Funding insight

In planning the JPTW, it seemed important to ensure that participation would be affordable for students, faculty, and artists of all backgrounds. This represented a kind of courtesy, but also a deliberate politics of inclusion and access that felt truly crucial in hindsight–after meeting the participants and learning firsthand of the varied and prohibitive financial pressures they faced. Mileage and flight reimbursements made a huge difference! This is where the line between who enjoys access to certain curricular or extracurricular opportunities–or not–juts into relief. My sense is that those with more generous funding resources also tend to have greater access to a wider or deeper pool of critical resources, not to mention precious extra time required to earn facility with different approaches, on top of teaching and language-study commitments. If “time is money,” then a lack of money causes a lack of time to experiment more freely with the time-consuming–or for some naysayers, “time-wasting”–work of grasping multiple conceptual lenses.

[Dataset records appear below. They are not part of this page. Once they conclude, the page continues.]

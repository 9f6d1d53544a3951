// SPDX-FileCopyrightText: 2026 Stowage Contributors
// SPDX-License-Identifier: MIT OR Apache-2.0

//! Figment-to-miette error bridge with "did you mean?" suggestions.
//!
//! Each figment error becomes one [`ConfigError`]. Unknown keys are matched
//! against the section's valid keys by Jaro-Winkler similarity and, when the
//! offending file can be read, labelled with a source span.

#![allow(unused_assignments)] // miette's Diagnostic derive generates code triggering this lint

use miette::{Diagnostic, NamedSource, SourceSpan};
use thiserror::Error;

/// Minimum Jaro-Winkler similarity for a suggestion.
/// Catches typos like `catgory_name` -> `category_name` and
/// `throttle_bach` -> `throttle_batch` while filtering noise.
const SUGGESTION_THRESHOLD: f64 = 0.75;

/// A configuration error with rich diagnostic information.
#[derive(Debug, Error, Diagnostic)]
pub enum ConfigError {
    /// An unknown key was found in the configuration.
    #[error("unknown configuration key `{key}`")]
    #[diagnostic(
        code(stowage::config::unknown_key),
        help("{}", unknown_key_help(suggestion.as_deref(), valid_keys))
    )]
    UnknownKey {
        key: String,
        /// Closest valid key, if any is similar enough.
        suggestion: Option<String>,
        /// Comma-separated valid keys for the section.
        valid_keys: String,
        #[label("this key is not recognized")]
        span: Option<SourceSpan>,
        #[source_code]
        src: Option<NamedSource<String>>,
    },

    /// A configuration value has the wrong type.
    #[error("invalid type for key `{key}`: {detail}")]
    #[diagnostic(code(stowage::config::invalid_type), help("expected {expected}"))]
    InvalidType {
        key: String,
        detail: String,
        expected: String,
    },

    /// A required configuration key is missing.
    #[error("missing required key `{key}`")]
    #[diagnostic(
        code(stowage::config::missing_key),
        help("add `{key} = <value>` to your stowage.toml")
    )]
    MissingKey { key: String },

    /// A value parsed but failed a semantic check.
    #[error("validation error: {message}")]
    #[diagnostic(code(stowage::config::validation))]
    Validation { message: String },

    /// Anything figment reports that has no dedicated variant.
    #[error("configuration error: {0}")]
    #[diagnostic(code(stowage::config::other))]
    Other(String),
}

impl ConfigError {
    /// Shorthand for a [`ConfigError::Validation`].
    pub fn validation(message: impl Into<String>) -> Self {
        ConfigError::Validation {
            message: message.into(),
        }
    }
}

fn unknown_key_help(suggestion: Option<&str>, valid_keys: &str) -> String {
    match suggestion {
        Some(s) => format!("did you mean `{s}`? Valid keys: {valid_keys}"),
        None => format!("valid keys: {valid_keys}"),
    }
}

/// Convert a `figment::Error` (which may hold several errors) into diagnostics.
///
/// `toml_sources` holds `(path, content)` pairs used to resolve source spans.
pub fn figment_to_config_errors(
    err: figment::Error,
    toml_sources: &[(String, String)],
) -> Vec<ConfigError> {
    use figment::error::Kind;

    err.into_iter()
        .map(|error| {
            let path: Vec<String> = error.path.clone();
            match &error.kind {
                Kind::UnknownField(field, expected) => {
                    let suggestion = suggest_key(field, expected);
                    let (span, src) = source_span(&error, &path, field, toml_sources)
                        .map_or((None, None), |(span, src)| (Some(span), Some(src)));
                    ConfigError::UnknownKey {
                        key: field.clone(),
                        suggestion,
                        valid_keys: expected.join(", "),
                        span,
                        src,
                    }
                }
                Kind::MissingField(field) => ConfigError::MissingKey {
                    key: dotted(&path, field),
                },
                Kind::InvalidType(actual, expected) => ConfigError::InvalidType {
                    key: path.join("."),
                    detail: format!("found {actual}, expected {expected}"),
                    expected: expected.to_string(),
                },
                _ => ConfigError::Other(error.to_string()),
            }
        })
        .collect()
}

fn dotted(path: &[String], field: &str) -> String {
    if path.is_empty() {
        field.to_string()
    } else {
        format!("{}.{field}", path.join("."))
    }
}

/// Locate `field` in the file figment attributes the error to.
fn source_span(
    error: &figment::Error,
    path: &[String],
    field: &str,
    toml_sources: &[(String, String)],
) -> Option<(SourceSpan, NamedSource<String>)> {
    let file = match error.metadata.as_ref()?.source.as_ref()? {
        figment::Source::File(file) => file.display().to_string(),
        _ => return None,
    };
    let (name, content) = toml_sources.iter().find(|(p, _)| *p == file)?;
    let offset = find_key_offset(content, path, field)?;
    Some((
        SourceSpan::new(offset.into(), field.len()),
        NamedSource::new(name, content.clone()),
    ))
}

/// Find the byte offset of `field` in TOML content, below the section named by `path`.
///
/// For `path = ["archive"]` the search starts after the `[archive]` header;
/// top-level fields are searched from the start. Only keys at the start of a
/// line followed by whitespace or `=` match.
pub fn find_key_offset(content: &str, path: &[String], field: &str) -> Option<usize> {
    let start = match path.first() {
        Some(section) => {
            let header = format!("[{section}]");
            content.find(&header)? + header.len()
        }
        None => 0,
    };

    let mut offset = start;
    for line in content[start..].split_inclusive('\n') {
        let trimmed = line.trim_start();
        if let Some(rest) = trimmed.strip_prefix(field)
            && rest.trim_start().starts_with('=')
        {
            return Some(offset + (line.len() - trimmed.len()));
        }
        offset += line.len();
    }

    None
}

/// Suggest the valid key most similar to `unknown`, if any clears the threshold.
pub fn suggest_key(unknown: &str, valid_keys: &[&str]) -> Option<String> {
    valid_keys
        .iter()
        .map(|key| (strsim::jaro_winkler(unknown, key), *key))
        .filter(|(score, _)| *score > SUGGESTION_THRESHOLD)
        .max_by(|a, b| a.0.total_cmp(&b.0))
        .map(|(_, key)| key.to_string())
}

/// Render diagnostics to stderr using miette's graphical handler.
pub fn render_errors(errors: &[ConfigError]) {
    use miette::GraphicalReportHandler;

    let handler = GraphicalReportHandler::new();
    for error in errors {
        let mut buf = String::new();
        match handler.render_report(&mut buf, error as &dyn Diagnostic) {
            Ok(()) => eprint!("{buf}"),
            Err(_) => eprintln!("Error: {error}"),
        }
    }
}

This lack only compounds as graduate students move to the writing stage and (brutally anemic) academic job market, where they are increasingly expected to demonstrate fluency in more languages–linguistic and conceptual–than the faculty hiring them ever had to.  And indeed, for some postgraduates who’ve entered the academy as teachers/researchers, crushing course loads and “service” work during the regular academic year makes later efforts at professional development in this vein hard to fit in. My own cushy graduate funding situation enabled my relative ignorance about the considerable extent to which providing the travel and lodging subsidies mattered. A lesson to remember for future initiatives…!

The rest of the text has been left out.